Holistic sustainability assessment of textile-reinforced concrete compared to structural concrete using the example of a roof construction

Abstract

Concrete construction faces growing sustainability challenges due to increasing climate requirements and changing labor conditions. Textile-reinforced concrete offers substantial potential by enabling lighter and more resource-efficient components. However, assessing such systems requires holistic methods that go beyond material-based environmental indicators. Existing frameworks often neglect the interactions between manufacturing, structural design, and broader economic and social aspects. This study presents a holistic evaluation model that integrates 36 criteria across ecological, economic, and social dimensions within a transparent multi-criteria decision-making framework. A dominance matrix enables flexible weighting based on stakeholder-specific priorities. The model is applied to five roof component variants: cast-in-place and precast flat roofs with steel reinforcement, a precast shell with steel reinforcement, and two textile-reinforced concrete shells—one manually sprayed on-site, the other produced robotically manufactured using adaptive formwork. The results show that textile-reinforced concrete shells offer major ecological benefits, with up to 90 % material savings compared to conventional flat roofs and the lowest global warming potential among all variants. The precast textile-reinforced shell achieves the highest overall sustainability score due to automated precision production.
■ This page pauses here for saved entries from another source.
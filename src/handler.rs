//! Operation router and the three invocation shapes.
//!
//! [`Handler::handle`] turns a [`Request`] into exactly one [`Completion`].
//!
//! | operation | setup | shape |
//! |---|---|---|
//! | `ping` | | answers `pong`, no tool |
//! | `getDimensions` | `customArgs = ["-format", "%wx%h"]` | inspect |
//! | `identify` | | inspect |
//! | `resize`, `thumbnail` | | resize |
//! | `getSample` | `customArgs = ["rose:"]`, `outputExtension` defaults to `png` | convert |
//! | `convert` | | convert |
//!
//! Shortcut operations are a setup function followed by an explicit call into
//! the shared shape. Every ephemeral file a shape creates is released before
//! the shape returns, on success and on failure alike.

use crate::codec::{self, CodecError};
use crate::config::HandlerConfig;
use crate::ephemeral::EphemeralDir;
use crate::request::{Completion, Operation, Request, Response};
use crate::toolchain::{ImageToolchain, ResizeParams, ToolError};
use std::fs;
use std::io;
use std::path::Path;
use thiserror::Error;

/// Text returned by `ping`.
pub const PING_SENTINEL: &str = "pong";

/// Arguments `getDimensions` passes to identify.
pub const DIMENSIONS_FORMAT_ARGS: [&str; 2] = ["-format", "%wx%h"];

/// Built-in ImageMagick pattern `getSample` renders.
pub const SAMPLE_GENERATOR: &str = "rose:";

#[derive(Error, Debug)]
pub enum HandlerError {
    #[error("Unrecognized operation \"{0}\"")]
    UnrecognizedOperation(String),
    #[error("Invalid {operation} request: no payload supplied")]
    MissingPayload { operation: &'static str },
    #[error("Invalid payload: {0}")]
    Payload(#[from] CodecError),
    #[error(transparent)]
    Tool(#[from] ToolError),
    #[error("IO error: {0}")]
    Io(#[from] std::io::Error),
}

impl HandlerError {
    /// Stable name of the failure class.
    pub fn kind(&self) -> &'static str {
        match self {
            HandlerError::UnrecognizedOperation(_) => "UnrecognizedOperation",
            HandlerError::MissingPayload { .. } => "MissingPayload",
            HandlerError::Payload(_) => "InvalidPayload",
            HandlerError::Tool(_) => "ToolFailed",
            HandlerError::Io(_) => "IoError",
        }
    }
}

/// Routes requests to the toolchain. Holds no per-request state, so one
/// handler can serve concurrent requests.
pub struct Handler<T> {
    toolchain: T,
    ephemeral: EphemeralDir,
    thumbnail_width: u32,
}

impl<T: ImageToolchain> Handler<T> {
    pub fn new(toolchain: T, config: &HandlerConfig) -> Self {
        Self {
            toolchain,
            ephemeral: EphemeralDir::new(&config.ephemeral),
            thumbnail_width: config.resize.thumbnail_width,
        }
    }

    /// Handle one request.
    pub fn handle(&self, mut request: Request) -> Completion {
        let name = request.operation.take().unwrap_or_default();
        let operation = match name.parse::<Operation>() {
            Ok(operation) => operation,
            Err(err) => {
                tracing::warn!(operation = %name, "unrecognized operation");
                return Err(err);
            }
        };
        tracing::info!(operation = %name, "operation requested");

        match operation {
            Operation::Ping => Ok(Response::Text(PING_SENTINEL.to_string())),
            Operation::GetDimensions => {
                prepare_dimensions(&mut request);
                self.identify(request)
            }
            Operation::Identify => self.identify(request),
            Operation::Resize => self.resize(request),
            Operation::GetSample => {
                prepare_sample(&mut request);
                self.convert(request)
            }
            Operation::Convert => self.convert(request),
        }
    }

    /// Inspect shape: payload → input file → `identify [customArgs..] input`.
    fn identify(&self, mut request: Request) -> Completion {
        let payload = request.take_payload().ok_or(HandlerError::MissingPayload {
            operation: "identify",
        })?;
        let bytes = codec::decode_payload(&payload)?;

        let input = self.ephemeral.acquire(request.input_extension.as_deref())?;
        let mut args = request.custom_args.unwrap_or_default();
        args.push(input.arg());

        let result = input.release(|path| -> Result<String, HandlerError> {
            fs::write(path, &bytes)?;
            Ok(self.toolchain.inspect(&args)?)
        });
        log_outcome("Identify", result).map(Response::Text)
    }

    /// Resize shape: payload bytes → `convert` → output file → base64.
    fn resize(&self, mut request: Request) -> Completion {
        let payload = request.take_payload().ok_or(HandlerError::MissingPayload {
            operation: "resize",
        })?;
        let (width, height) = match (positive(request.width), positive(request.height)) {
            (None, None) => (Some(self.thumbnail_width), None),
            dimensions => dimensions,
        };
        let source = codec::decode_payload(&payload)?;

        let output = self.ephemeral.acquire(request.take_output_extension().as_deref())?;
        let params = ResizeParams {
            source,
            destination: output.path().to_path_buf(),
            width,
            height,
            custom_args: request.custom_args.unwrap_or_default(),
            options: request.options,
        };

        let result = output.release(|path| -> Result<String, HandlerError> {
            params.validate()?;
            self.toolchain.resize(&params)?;
            Ok(codec::encode_output(&read_output(path)?))
        });
        log_outcome("Resize", result).map(Response::Encoded)
    }

    /// Convert shape: `convert [input] customArgs.. [output]`.
    ///
    /// The payload is optional; without one the arguments alone drive the
    /// tool (e.g. built-in generators). Without an output extension the
    /// tool's stdout comes back as text.
    fn convert(&self, mut request: Request) -> Completion {
        let mut args = request.custom_args.take().unwrap_or_default();

        let input = match request.take_payload() {
            Some(payload) => {
                let bytes = codec::decode_payload(&payload)?;
                let input = self.ephemeral.acquire(request.input_extension.as_deref())?;
                input.write(&bytes)?;
                args.insert(0, input.arg());
                Some(input)
            }
            None => None,
        };
        let output = match request.take_output_extension() {
            Some(extension) => {
                let output = self.ephemeral.acquire(Some(extension.as_str()))?;
                args.push(output.arg());
                Some(output)
            }
            None => None,
        };

        let invoked = self.toolchain.convert_raw(&args);
        if let Some(input) = input {
            input.discard();
        }

        let result = match (invoked, output) {
            (Ok(_), Some(output)) => output.release(|path| -> Result<Response, HandlerError> {
                Ok(Response::Encoded(codec::encode_output(&read_output(path)?)))
            }),
            (Ok(text), None) => Ok(Response::Text(text)),
            (Err(err), output) => {
                if let Some(output) = output {
                    output.discard();
                }
                Err(err.into())
            }
        };
        log_outcome("Convert", result)
    }
}

/// `getDimensions` = identify with a fixed format query.
fn prepare_dimensions(request: &mut Request) {
    request.custom_args = Some(DIMENSIONS_FORMAT_ARGS.map(String::from).to_vec());
}

/// `getSample` = convert of the built-in sample image.
fn prepare_sample(request: &mut Request) {
    request.custom_args = Some(vec![SAMPLE_GENERATOR.to_string()]);
    if request.output_extension.as_deref().is_none_or(str::is_empty) {
        request.output_extension = Some("png".to_string());
    }
}

/// Read a produced output file. The file exists (empty) from the moment it is
/// acquired, so a tool that exits cleanly without writing it leaves zero bytes.
fn read_output(path: &Path) -> Result<Vec<u8>, HandlerError> {
    let bytes = fs::read(path)?;
    if bytes.is_empty() {
        return Err(io::Error::new(
            io::ErrorKind::UnexpectedEof,
            format!("no output written to {}", path.display()),
        )
        .into());
    }
    Ok(bytes)
}

/// Zero counts as unset.
fn positive(dimension: Option<u32>) -> Option<u32> {
    dimension.filter(|d| *d > 0)
}

fn log_outcome<V>(shape: &str, result: Result<V, HandlerError>) -> Result<V, HandlerError> {
    match &result {
        Ok(_) => tracing::info!("{shape} operation completed successfully"),
        Err(err) => tracing::warn!(error = %err, "{shape} operation failed"),
    }
    result
}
The precast steel-reinforced shell ranks second under equal weighting of sustainability dimensions and requires 60 % less material than conventional flat slabs, emphasizing the sustainability potential of efficient structural geometry. While cast-in-place flat roofs remain economically advantageous, precast methods—both steel- and textile-reinforced—offer notabel social benefits by improving working conditions and minimizing site disruptions. The developed model demonstrates robustness and transferability, supporting early design decisions and detailed sustainability assessments for diverse components and construction strategies.